Tego dnia po raz pierwszy przekroczyła próg prosektorium. Dotąd słyszała jedynie mrożące krew w żyłach historie o wyposażeniu sali, co rozbudziło jej bujną wyobraźnię. Z wahaniem podążyła za profesorem i weszła do podłużnej sali. Pomieszczenie było wyższe niż korytarz, a sufit ozdobiono bogatymi, kolorowymi malowidłami. Półnagie rzymskie boginie siedziały na okazałych wozach ciągniętych przez przedziwne mityczne stworzenia. Uwaga Marii nie skupiła się jednak na kilkusetletnich obrazach, lecz na wysokich szafach wzdłuż ścian po lewej i prawej stronie. Na półkach stało mnóstwo słoi różnej wielkości. Ich zawartość sprawiła, że przeszły ją ciarki. W środku pływały fragmenty ludzkich ciał: kawałki palców, ręce, ale też wnętrzności, a w jednym cały płód. Marię ściskało w żołądku. Późny obiad, który zjadła kilka godzin wcześniej, teraz podchodził jej do gardła. Słoje potwornie cuchnęły salmiakiem i rozkładem.
– Tam może pani powiesić płaszcz i włożyć jeden z fartuchów, żeby niepotrzebnie nie zabrudzić sukni. – Profesor Bartolotti wskazał wieszak w tylnej części sali oddzielonej rzędem kolumn.

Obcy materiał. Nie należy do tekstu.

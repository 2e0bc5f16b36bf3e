//! Tool-augmented generation loop.
//!
//! Each step is one model call. Tool calls requested in a step are executed
//! together and their results appended in call order before the next step.
//! The loop ends when the model answers without tools or a stop condition
//! matches.

use super::{CompletionRequest, LanguageModel, Message, TokenUsage, ToolCall};
use crate::error::ResearchError;
use crate::tools::ToolHandler;
use futures::future::join_all;
use tokio_util::sync::CancellationToken;
use tracing::{debug, warn};

#[derive(Debug, Clone, PartialEq, Eq)]
pub enum StopCondition {
    /// A tool with this name was called in the latest step.
    ToolCalled(&'static str),
    /// This many steps have run.
    StepCount(usize),
}

impl StopCondition {
    fn is_met(&self, steps: &[StepRecord]) -> bool {
        match self {
            StopCondition::ToolCalled(name) => steps
                .last()
                .is_some_and(|step| step.tool_calls.iter().any(|c| c.name == *name)),
            StopCondition::StepCount(n) => steps.len() >= *n,
        }
    }
}

#[derive(Debug, Clone, PartialEq)]
pub struct ToolOutcome {
    pub call_id: String,
    pub name: String,
    pub output: String,
    pub is_error: bool,
}

/// What happened in one model step.
#[derive(Debug, Clone, PartialEq)]
pub struct StepRecord {
    /// 1-based.
    pub index: usize,
    pub text: Option<String>,
    pub tool_calls: Vec<ToolCall>,
    pub tool_results: Vec<ToolOutcome>,
    pub usage: TokenUsage,
}

#[derive(Debug, Clone)]
pub struct GenerateRequest {
    pub model: String,
    pub instructions: String,
    pub messages: Vec<Message>,
    pub max_output_tokens: u32,
    pub stop_when: Vec<StopCondition>,
}

#[derive(Debug, Clone)]
pub struct GenerateOutput {
    pub text: String,
    /// Full conversation, starting with the system instructions.
    pub transcript: Vec<Message>,
    pub steps: Vec<StepRecord>,
    pub usage: TokenUsage,
}

/// Runs the loop. `on_step` observes every finished step, including the last.
pub async fn generate<F>(
    model: &dyn LanguageModel,
    tools: &dyn ToolHandler,
    request: GenerateRequest,
    cancel: &CancellationToken,
    mut on_step: F,
) -> Result<GenerateOutput, ResearchError>
where
    F: FnMut(&StepRecord) + Send,
{
    let GenerateRequest {
        model: model_id,
        instructions,
        messages,
        max_output_tokens,
        stop_when,
    } = request;

    let mut transcript = Vec::with_capacity(messages.len() + 1);
    transcript.push(Message::system(instructions));
    transcript.extend(messages);

    let definitions = tools.definitions();
    let mut steps: Vec<StepRecord> = Vec::new();
    let mut usage = TokenUsage::default();

    loop {
        let completion = CompletionRequest {
            model: model_id.clone(),
            messages: transcript.clone(),
            tools: definitions.clone(),
            max_output_tokens,
        };
        let response = tokio::select! {
            biased;
            _ = cancel.cancelled() => return Err(ResearchError::Cancelled),
            response = model.complete(completion) => response?,
        };
        usage.accumulate(&response.usage);

        let index = steps.len() + 1;
        if response.tool_calls.is_empty() {
            transcript.push(Message::assistant(
                response.content.clone().unwrap_or_default(),
            ));
            let step = StepRecord {
                index,
                text: response.content,
                tool_calls: Vec::new(),
                tool_results: Vec::new(),
                usage: response.usage,
            };
            debug!(model = %model_id, step = index, input_tokens = step.usage.input_tokens, output_tokens = step.usage.output_tokens, "final step");
            on_step(&step);
            steps.push(step);
            break;
        }

        transcript.push(Message::assistant_with_tools(
            response.content.clone().unwrap_or_default(),
            response.tool_calls.clone(),
        ));

        tools.batch_started(index, &response.tool_calls);
        let tool_results = tokio::select! {
            biased;
            _ = cancel.cancelled() => return Err(ResearchError::Cancelled),
            results = join_all(response.tool_calls.iter().map(|call| run_tool(tools, call))) => results,
        };
        tools.batch_finished(index);
        for outcome in &tool_results {
            transcript.push(Message::tool_result(&outcome.call_id, &outcome.output));
        }

        let step = StepRecord {
            index,
            text: response.content,
            tool_calls: response.tool_calls,
            tool_results,
            usage: response.usage,
        };
        debug!(model = %model_id, step = index, tool_calls = step.tool_calls.len(), input_tokens = step.usage.input_tokens, output_tokens = step.usage.output_tokens, "tool step");
        on_step(&step);
        steps.push(step);

        if stop_when.iter().any(|condition| condition.is_met(&steps)) {
            debug!(model = %model_id, steps = steps.len(), "stop condition reached");
            break;
        }
    }

    let text = steps
        .iter()
        .rev()
        .find_map(|step| step.text.clone())
        .unwrap_or_default();

    Ok(GenerateOutput {
        text,
        transcript,
        steps,
        usage,
    })
}

async fn run_tool(tools: &dyn ToolHandler, call: &ToolCall) -> ToolOutcome {
    match tools.invoke(call).await {
        Ok(output) => ToolOutcome {
            call_id: call.id.clone(),
            name: call.name.clone(),
            output,
            is_error: false,
        },
        Err(err) => {
            warn!(tool = %call.name, call_id = %call.id, error = %err, "tool call failed");
            ToolOutcome {
                call_id: call.id.clone(),
                name: call.name.clone(),
                output: format!("Error: {err}"),
                is_error: true,
            }
        }
    }
}

#[cfg(test)]
mod tests {
    use super::*;
    use crate::error::ToolError;
    use crate::llm::{CompletionResponse, MockLanguageModel, Role, ToolDefinition};
    use crate::tools::ToolHandler;
    use async_trait::async_trait;
    use serde_json::json;
    use std::sync::atomic::{AtomicUsize, Ordering};
    use std::sync::Arc;
    use std::time::Duration;

    struct Tools;

    #[async_trait]
    impl ToolHandler for Tools {
        fn definitions(&self) -> Vec<ToolDefinition> {
            ["lookup", "finish", "broken"]
                .iter()
                .map(|name| ToolDefinition {
                    name: name.to_string(),
                    description: String::new(),
                    parameters: json!({"type": "object"}),
                })
                .collect()
        }

        async fn invoke(&self, call: &ToolCall) -> Result<String, ToolError> {
            match call.name.as_str() {
                "broken" => Err(ToolError::Execution {
                    name: call.name.clone(),
                    message: "boom".to_string(),
                }),
                _ => Ok(format!("{} ok", call.name)),
            }
        }
    }

    fn request(stop_when: Vec<StopCondition>) -> GenerateRequest {
        GenerateRequest {
            model: "test-model".to_string(),
            instructions: "system".to_string(),
            messages: vec![Message::user("go")],
            max_output_tokens: 100,
            stop_when,
        }
    }

    /// Calls `lookup` forever.
    fn looping_model() -> MockLanguageModel {
        let counter = Arc::new(AtomicUsize::new(0));
        MockLanguageModel::new(move |_| {
            let n = counter.fetch_add(1, Ordering::SeqCst);
            Ok(CompletionResponse::tool_calls(vec![ToolCall::new(
                format!("call_{n}"),
                "lookup",
                json!({}),
            )])
            .with_usage(10, 5))
        })
    }

    #[tokio::test]
    async fn test_stops_when_model_answers_without_tools() {
        let counter = Arc::new(AtomicUsize::new(0));
        let model = MockLanguageModel::new(move |_| {
            if counter.fetch_add(1, Ordering::SeqCst) == 0 {
                Ok(CompletionResponse::tool_calls(vec![ToolCall::new("c1", "lookup", json!({}))]).with_usage(10, 5))
            } else {
                Ok(CompletionResponse::text("done").with_usage(20, 8))
            }
        });

        let mut seen = Vec::new();
        let output = generate(&model, &Tools, request(vec![]), &CancellationToken::new(), |step| {
            seen.push(step.index)
        })
        .await
        .unwrap();

        assert_eq!(output.text, "done");
        assert_eq!(seen, vec![1, 2]);
        assert_eq!(output.usage, TokenUsage::new(30, 13));
        let roles: Vec<Role> = output.transcript.iter().map(|m| m.role).collect();
        assert_eq!(
            roles,
            vec![Role::System, Role::User, Role::Assistant, Role::Tool, Role::Assistant]
        );
    }

    #[tokio::test]
    async fn test_step_count_caps_the_loop() {
        let model = looping_model();
        let output = generate(
            &model,
            &Tools,
            request(vec![StopCondition::StepCount(3)]),
            &CancellationToken::new(),
            |_| {},
        )
        .await
        .unwrap();
        assert_eq!(output.steps.len(), 3);
        assert_eq!(model.requests().len(), 3);
    }

    #[tokio::test]
    async fn test_tool_called_stops_after_that_step() {
        let model = MockLanguageModel::new(|_| {
            Ok(CompletionResponse::tool_calls(vec![
                ToolCall::new("a", "lookup", json!({})),
                ToolCall::new("b", "finish", json!({})),
            ]))
        });
        let output = generate(
            &model,
            &Tools,
            request(vec![StopCondition::ToolCalled("finish"), StopCondition::StepCount(10)]),
            &CancellationToken::new(),
            |_| {},
        )
        .await
        .unwrap();
        assert_eq!(output.steps.len(), 1);
        let results: Vec<&str> = output.steps[0].tool_results.iter().map(|r| r.call_id.as_str()).collect();
        assert_eq!(results, vec!["a", "b"]);
    }

    #[derive(Default)]
    struct BatchLog {
        log: std::sync::Mutex<Vec<String>>,
    }

    #[async_trait]
    impl ToolHandler for BatchLog {
        fn definitions(&self) -> Vec<ToolDefinition> {
            Tools.definitions()
        }

        async fn invoke(&self, call: &ToolCall) -> Result<String, ToolError> {
            self.log.lock().unwrap().push(format!("invoke {}", call.id));
            Ok("ok".to_string())
        }

        fn batch_started(&self, step: usize, calls: &[ToolCall]) {
            self.log.lock().unwrap().push(format!("start {step} with {}", calls.len()));
        }

        fn batch_finished(&self, step: usize) {
            self.log.lock().unwrap().push(format!("finish {step}"));
        }
    }

    #[tokio::test]
    async fn test_batch_hooks_bracket_tool_calls() {
        let model = MockLanguageModel::new(|_| {
            Ok(CompletionResponse::tool_calls(vec![
                ToolCall::new("a", "lookup", json!({})),
                ToolCall::new("b", "lookup", json!({})),
            ]))
        });
        let tools = BatchLog::default();
        generate(&model, &tools, request(vec![StopCondition::StepCount(1)]), &CancellationToken::new(), |_| {})
            .await
            .unwrap();

        assert_eq!(
            tools.log.lock().unwrap().clone(),
            vec!["start 1 with 2", "invoke a", "invoke b", "finish 1"]
        );
    }

    #[tokio::test]
    async fn test_tool_failure_becomes_tool_result() {
        let counter = Arc::new(AtomicUsize::new(0));
        let model = MockLanguageModel::new(move |_| {
            if counter.fetch_add(1, Ordering::SeqCst) == 0 {
                Ok(CompletionResponse::tool_calls(vec![ToolCall::new("x", "broken", json!({}))]))
            } else {
                Ok(CompletionResponse::text("recovered"))
            }
        });
        let output = generate(&model, &Tools, request(vec![]), &CancellationToken::new(), |_| {})
            .await
            .unwrap();

        let failed = &output.steps[0].tool_results[0];
        assert!(failed.is_error);
        assert!(failed.output.starts_with("Error:"));
        assert_eq!(output.text, "recovered");
    }

    #[tokio::test]
    async fn test_model_error_propagates() {
        let model = MockLanguageModel::new(|_| Err(crate::error::LlmError::Other("down".to_string())));
        let err = generate(&model, &Tools, request(vec![]), &CancellationToken::new(), |_| {})
            .await
            .unwrap_err();
        assert!(matches!(err, ResearchError::Llm(_)));
    }

    #[tokio::test]
    async fn test_cancellation_aborts_in_flight_call() {
        let model = looping_model().with_latency(Duration::from_secs(30));
        let cancel = CancellationToken::new();
        let trigger = cancel.clone();
        tokio::spawn(async move {
            tokio::time::sleep(Duration::from_millis(20)).await;
            trigger.cancel();
        });

        let err = generate(&model, &Tools, request(vec![]), &cancel, |_| {})
            .await
            .unwrap_err();
        assert!(err.is_cancelled());
    }
}
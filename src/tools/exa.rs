use super::search::{SearchOptions, SearchProvider};
use crate::config::SearchDepth;
use crate::error::SearchProviderError;
use crate::models::{ExaContents, ExaSearchRequest, ExaSearchResponse, ExaTextConfig, SearchResult};
use async_trait::async_trait;

const EXA_ENDPOINT: &str = "https://api.exa.ai/search";

/// Exa neural search API.
#[derive(Debug, Clone)]
pub struct ExaProvider {
    client: reqwest::Client,
    api_key: Option<String>,
    endpoint: String,
}

impl ExaProvider {
    pub fn new(api_key: Option<String>) -> Self {
        Self {
            client: reqwest::Client::new(),
            api_key: api_key.filter(|k| !k.trim().is_empty()),
            endpoint: EXA_ENDPOINT.to_string(),
        }
    }

    pub fn from_env(var: &str) -> Self {
        Self::new(std::env::var(var).ok())
    }

    pub fn with_endpoint(mut self, endpoint: impl Into<String>) -> Self {
        self.endpoint = endpoint.into();
        self
    }

    fn request(query: &str, max_results: usize, options: &SearchOptions) -> ExaSearchRequest {
        let max_characters = match (options.depth, options.include_raw_content) {
            (_, true) => 8000,
            (SearchDepth::Advanced, false) => 4000,
            (SearchDepth::Basic, false) => 2000,
        };
        ExaSearchRequest {
            query: query.to_string(),
            num_results: max_results.clamp(1, 10),
            search_type: "auto".to_string(),
            contents: ExaContents {
                text: ExaTextConfig { max_characters },
            },
        }
    }
}

#[async_trait]
impl SearchProvider for ExaProvider {
    fn name(&self) -> &str {
        "exa"
    }

    fn is_configured(&self) -> bool {
        self.api_key.is_some()
    }

    fn cost_per_query_cents(&self) -> i64 {
        1
    }

    async fn search(
        &self,
        query: &str,
        max_results: usize,
        options: &SearchOptions,
    ) -> Result<Vec<SearchResult>, SearchProviderError> {
        let api_key = self
            .api_key
            .as_deref()
            .ok_or_else(|| SearchProviderError::NotConfigured {
                provider: self.name().to_string(),
            })?;

        let response = self
            .client
            .post(&self.endpoint)
            .header("x-api-key", api_key)
            .json(&Self::request(query, max_results, options))
            .send()
            .await?;

        let status = response.status();
        if !status.is_success() {
            let body = response.text().await.unwrap_or_default();
            return Err(SearchProviderError::Status {
                status: status.as_u16(),
                body,
            });
        }

        let data: ExaSearchResponse = response
            .json()
            .await
            .map_err(|e| SearchProviderError::Decode(e.to_string()))?;

        Ok(data
            .results
            .into_iter()
            .map(|r| {
                let title = r.title.unwrap_or_else(|| r.url.clone());
                SearchResult::web(title, r.url, r.text.unwrap_or_default())
            })
            .collect())
    }
}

Maria przeszła na koniec pomieszczenia, z rozmysłem koncentrując się na tym, by nie spoglądać w lewo ani w prawo. Czy moralnie dopuszczalne było to, że fragmenty ciał zmarłych pływały w słojach, zamiast w spokoju spoczywać w grobach? Odwiesiła płaszcz na wieszak i sięgnęła po jeden z fartuchów. Rękawy miał wilgotne i lepkie. Wzdrygnęła się i wypuściła materiał z rąk. Prędko zdjęła płaszcz z wieszaka, starannie go złożyła i z trudem wepchnęła do torby. Matka na pewno ją skarci, ale Maria wolała, by na materiale pojawiło się kilka zagnieceń niż ślady ludzkich wydzielin. Czubkami palców rozsunęła kitle i wybrała ten, który był wprawdzie od góry do dołu pokryty śladami krwi i jaśniejszymi plamami, ale przynajmniej zaschniętymi. Z obrzydzeniem włożyła go i wróciła do profesora. Bartolotti podszedł do jednego ze stołów i zapalił lampę naftową. Migoczące światło rzucało upiorne cienie na brudny blat.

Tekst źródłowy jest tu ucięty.